-- Given data follows --

// ============================================
// Tests
// ============================================

#[cfg(test)]
mod tests {
    use super::*;

    fn orchestrator() -> Orchestrator {
        Orchestrator::from_config(&AgentConfig::default(), Arc::new(IdentityKeyPair::generate()))
    }

    /// Renders an outbound line as the peer would receive it from `from`.
    fn deliver(line: &OutboundLine, from: &str) -> String {
        format!(":{from}!{from}@host {} {} :{}", line.command, line.target, line.text)
    }

    #[test]
    fn test_start_emits_offer() {
        let alice = orchestrator();
        let outcome = alice.start("bob").unwrap();

        assert_eq!(outcome.disposition, Disposition::Offered);
        let line = outcome.outbound.unwrap();
        assert_eq!(line.target, "bob");
        assert!(palaver_core::is_complete(&line.text));
        assert_eq!(alice.session_state("bob"), Some(SessionState::Offered));
    }

    #[test]
    fn test_start_rejects_invalid_nickname() {
        let alice = orchestrator();
        let err = alice.start("not a nick").unwrap_err();
        assert!(matches!(err, AgentError::InvalidNickname { .. }));
        assert_eq!(alice.session_count(), 0);
    }

    #[test]
    fn test_start_twice_resets() {
        let alice = orchestrator();
        let first = alice.start("bob").unwrap().outbound.unwrap();
        let second = alice.start("bob").unwrap().outbound.unwrap();
        assert_ne!(first.text, second.text);
        assert_eq!(alice.session_count(), 1);
    }

    #[test]
    fn test_send_without_session_passes_through() {
        let alice = orchestrator();
        let outcome = alice.send("bob", "hello").unwrap();
        assert_eq!(outcome.disposition, Disposition::PassThrough);
        assert_eq!(outcome.outbound.unwrap().text, "hello");
    }

    #[test]
    fn test_send_tagged_text_never_wrapped() {
        let alice = orchestrator();
        alice.start("bob").unwrap();
        let outcome = alice.send("bob", "?PLV:AAAA.").unwrap();
        assert_eq!(outcome.disposition, Disposition::PassThrough);
        assert_eq!(outcome.outbound.unwrap().text, "?PLV:AAAA.");
    }

    #[test]
    fn test_send_while_offered_fails_without_mutation() {
        let alice = orchestrator();
        alice.start("bob").unwrap();
        let err = alice.send("bob", "too early").unwrap_err();
        assert!(matches!(err, AgentError::Session { .. }));
        assert_eq!(alice.session_state("bob"), Some(SessionState::Offered));
    }

    #[test]
    fn test_handshake_and_message() {
        let alice = orchestrator();
        let bob = orchestrator();

        let offer = alice.start("bob").unwrap().outbound.unwrap();
        let acked = bob.receive(&deliver(&offer, "alice")).unwrap();
        assert_eq!(acked.disposition, Disposition::Acknowledged);
        assert_eq!(bob.session_state("alice"), Some(SessionState::AwaitingEstablish));

        let ack = acked.outbound.unwrap();
        let established = alice.receive(&deliver(&ack, "bob")).unwrap();
        assert_eq!(established.disposition, Disposition::Established);
        assert!(established.outbound.is_none());

        let sealed = alice.send("bob", "hello").unwrap().outbound.unwrap();
        let opened = bob.receive(&deliver(&sealed, "alice")).unwrap();
        assert_eq!(opened.disposition, Disposition::Decrypted);
        assert_eq!(
            opened.display.as_deref(),
            Some(":alice!alice@host PRIVMSG bob :hello")
        );
        assert_eq!(bob.session_state("alice"), Some(SessionState::Established));
    }

    #[test]
    fn test_receive_plain_line_passes_through() {
        let bob = orchestrator();
        let raw = ":alice!a@host PRIVMSG bob :just chatting.\r\n";
        let outcome = bob.receive(raw).unwrap();
        assert_eq!(outcome.disposition, Disposition::PassThrough);
        assert_eq!(
            outcome.display.as_deref(),
            Some(":alice!a@host PRIVMSG bob :just chatting.")
        );
        assert_eq!(bob.session_count(), 0);
    }

    #[test]
    fn test_receive_garbage_offer_is_handshake_error() {
        let bob = orchestrator();
        let err = bob.receive(":alice!a@host PRIVMSG bob :?PLV:AAAA.").unwrap_err();
        assert!(matches!(err, AgentError::Handshake { .. }));
        assert_eq!(bob.session_count(), 0);
    }

    #[test]
    fn test_parse_errors_mutate_nothing() {
        let bob = orchestrator();
        assert!(bob.receive("PING :server").unwrap_err().is_parse_error());
        assert!(matches!(
            bob.receive(":irc.example.net PRIVMSG bob :?PLV:AAAA").unwrap_err(),
            AgentError::UnresolvableSender { .. }
        ));
        assert_eq!(bob.session_count(), 0);
        assert!(!bob.has_pending_fragment("irc.example.net"));
    }

    #[test]
    fn test_stop_without_session() {
        let alice = orchestrator();
        let err = alice.stop("ghost").unwrap_err();
        assert!(matches!(err, AgentError::NoSuchSession { .. }));
    }

    #[test]
    fn test_stop_offered_session_still_tears_down() {
        let alice = orchestrator();
        alice.start("bob").unwrap();
        let err = alice.stop("bob").unwrap_err();
        assert!(matches!(err, AgentError::Session { .. }));
        assert_eq!(alice.session_state("bob"), None);
    }

    #[test]
    fn test_send_line_routes_through_send() {
        let alice = orchestrator();
        let outcome = alice.send_line("PRIVMSG #rust :hi all").unwrap();
        let line = outcome.outbound.unwrap();
        assert_eq!(line.target, "#rust");
        assert_eq!(line.text, "hi all");
        assert!(alice.send_line("JOIN #rust").unwrap_err().is_parse_error());
    }
}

-- Given data concluded --

**How to complete this task**:
Transcribe all records exactly as written.

**Exercise answer**:
// ============================================
// Tests
// ============================================

#[cfg(test)]
mod tests {
    use super::*;

    fn orchestrator() -> Orchestrator {
        Orchestrator::from_config(&AgentConfig::default(), Arc::new(IdentityKeyPair::generate()))
    }

    /// Renders an outbound line as the peer would receive it from `from`.
    fn deliver(line: &OutboundLine, from: &str) -> String {
        format!(":{from}!{from}@host {} {} :{}", line.command, line.target, line.text)
    }

    #[test]
    fn test_start_emits_offer() {
        let alice = orchestrator();
        let outcome = alice.start("bob").unwrap();

        assert_eq!(outcome.disposition, Disposition::Offered);
        let line = outcome.outbound.unwrap();
        assert_eq!(line.target, "bob");
        assert!(palaver_core::is_complete(&line.text));
        assert_eq!(alice.session_state("bob"), Some(SessionState::Offered));
    }

    #[test]
    fn test_start_rejects_invalid_nickname() {
        let alice = orchestrator();
        let err = alice.start("not a nick").unwrap_err();
        assert!(matches!(err, AgentError::InvalidNickname { .. }));
        assert_eq!(alice.session_count(), 0);
    }

    #[test]
    fn test_start_twice_resets() {
        let alice = orchestrator();
        let first = alice.start("bob").unwrap().outbound.unwrap();
        let second = alice.start("bob").unwrap().outbound.unwrap();
        assert_ne!(first.text, second.text);
        assert_eq!(alice.session_count(), 1);
    }

    #[test]
    fn test_send_without_session_passes_through() {
        let alice = orchestrator();
        let outcome = alice.send("bob", "hello").unwrap();
        assert_eq!(outcome.disposition, Disposition::PassThrough);
        assert_eq!(outcome.outbound.unwrap().text, "hello");
    }

    #[test]
    fn test_send_tagged_text_never_wrapped() {
        let alice = orchestrator();
        alice.start("bob").unwrap();
        let outcome = alice.send("bob", "?PLV:AAAA.").unwrap();
        assert_eq!(outcome.disposition, Disposition::PassThrough);
        assert_eq!(outcome.outbound.unwrap().text, "?PLV:AAAA.");
    }

    #[test]
    fn test_send_while_offered_fails_without_mutation() {
        let alice = orchestrator();
        alice.start("bob").unwrap();
        let err = alice.send("bob", "too early").unwrap_err();
        assert!(matches!(err, AgentError::Session { .. }));
        assert_eq!(alice.session_state("bob"), Some(SessionState::Offered));
    }

    #[test]
    fn test_handshake_and_message() {
        let alice = orchestrator();
        let bob = orchestrator();

        let offer = alice.start("bob").unwrap().outbound.unwrap();
        let acked = bob.receive(&deliver(&offer, "alice")).unwrap();
        assert_eq!(acked.disposition, Disposition::Acknowledged);
        assert_eq!(bob.session_state("alice"), Some(SessionState::AwaitingEstablish));

        let ack = acked.outbound.unwrap();
        let established = alice.receive(&deliver(&ack, "bob")).unwrap();
        assert_eq!(established.disposition, Disposition::Established);
        assert!(established.outbound.is_none());

        let sealed = alice.send("bob", "hello").unwrap().outbound.unwrap();
        let opened = bob.receive(&deliver(&sealed, "alice")).unwrap();
        assert_eq!(opened.disposition, Disposition::Decrypted);
        assert_eq!(
            opened.display.as_deref(),
            Some(":alice!alice@host PRIVMSG bob :hello")
        );
        assert_eq!(bob.session_state("alice"), Some(SessionState::Established));
    }

    #[test]
    fn test_receive_plain_line_passes_through() {
        let bob = orchestrator();
        let raw = ":alice!a@host PRIVMSG bob :just chatting.\r\n";
        let outcome = bob.receive(raw).unwrap();
        assert_eq!(outcome.disposition, Disposition::PassThrough);
        assert_eq!(
            outcome.display.as_deref(),
            Some(":alice!a@host PRIVMSG bob :just chatting.")
        );
        assert_eq!(bob.session_count(), 0);
    }

    #[test]
    fn test_receive_garbage_offer_is_handshake_error() {
        let bob = orchestrator();
        let err = bob.receive(":alice!a@host PRIVMSG bob :?PLV:AAAA.").unwrap_err();
        assert!(matches!(err, AgentError::Handshake { .. }));
        assert_eq!(bob.session_count(), 0);
    }

    #[test]
    fn test_parse_errors_mutate_nothing() {
        let bob = orchestrator();
        assert!(bob.receive("PING :server").unwrap_err().is_parse_error());
        assert!(matches!(
            bob.receive(":irc.example.net PRIVMSG bob :?PLV:AAAA").unwrap_err(),
            AgentError::UnresolvableSender { .. }
        ));
        assert_eq!(bob.session_count(), 0);
        assert!(!bob.has_pending_fragment("irc.example.net"));
    }

    #[test]
    fn test_stop_without_session() {
        let alice = orchestrator();
        let err = alice.stop("ghost").unwrap_err();
        assert!(matches!(err, AgentError::NoSuchSession { .. }));
    }

    #[test]
    fn test_stop_offered_session_still_tears_down() {
        let alice = orchestrator();
        alice.start("bob").unwrap();
        let err = alice.stop("bob").unwrap_err();
        assert!(matches!(err, AgentError::Session { .. }));
        assert_eq!(alice.session_state("bob"), None);
    }

    #[test]
    fn test_send_line_routes_through_send() {
        let alice = orchestrator();
        let outcome = alice.send_line("PRIVMSG #rust :hi all").unwrap();
        let line = outcome.outbound.unwrap();
        assert_eq!(line.target, "#rust");
        assert_eq!(line.text, "hi all");
        assert!(alice.send_line("JOIN #rust").unwrap_err().is_parse_error());
    }
}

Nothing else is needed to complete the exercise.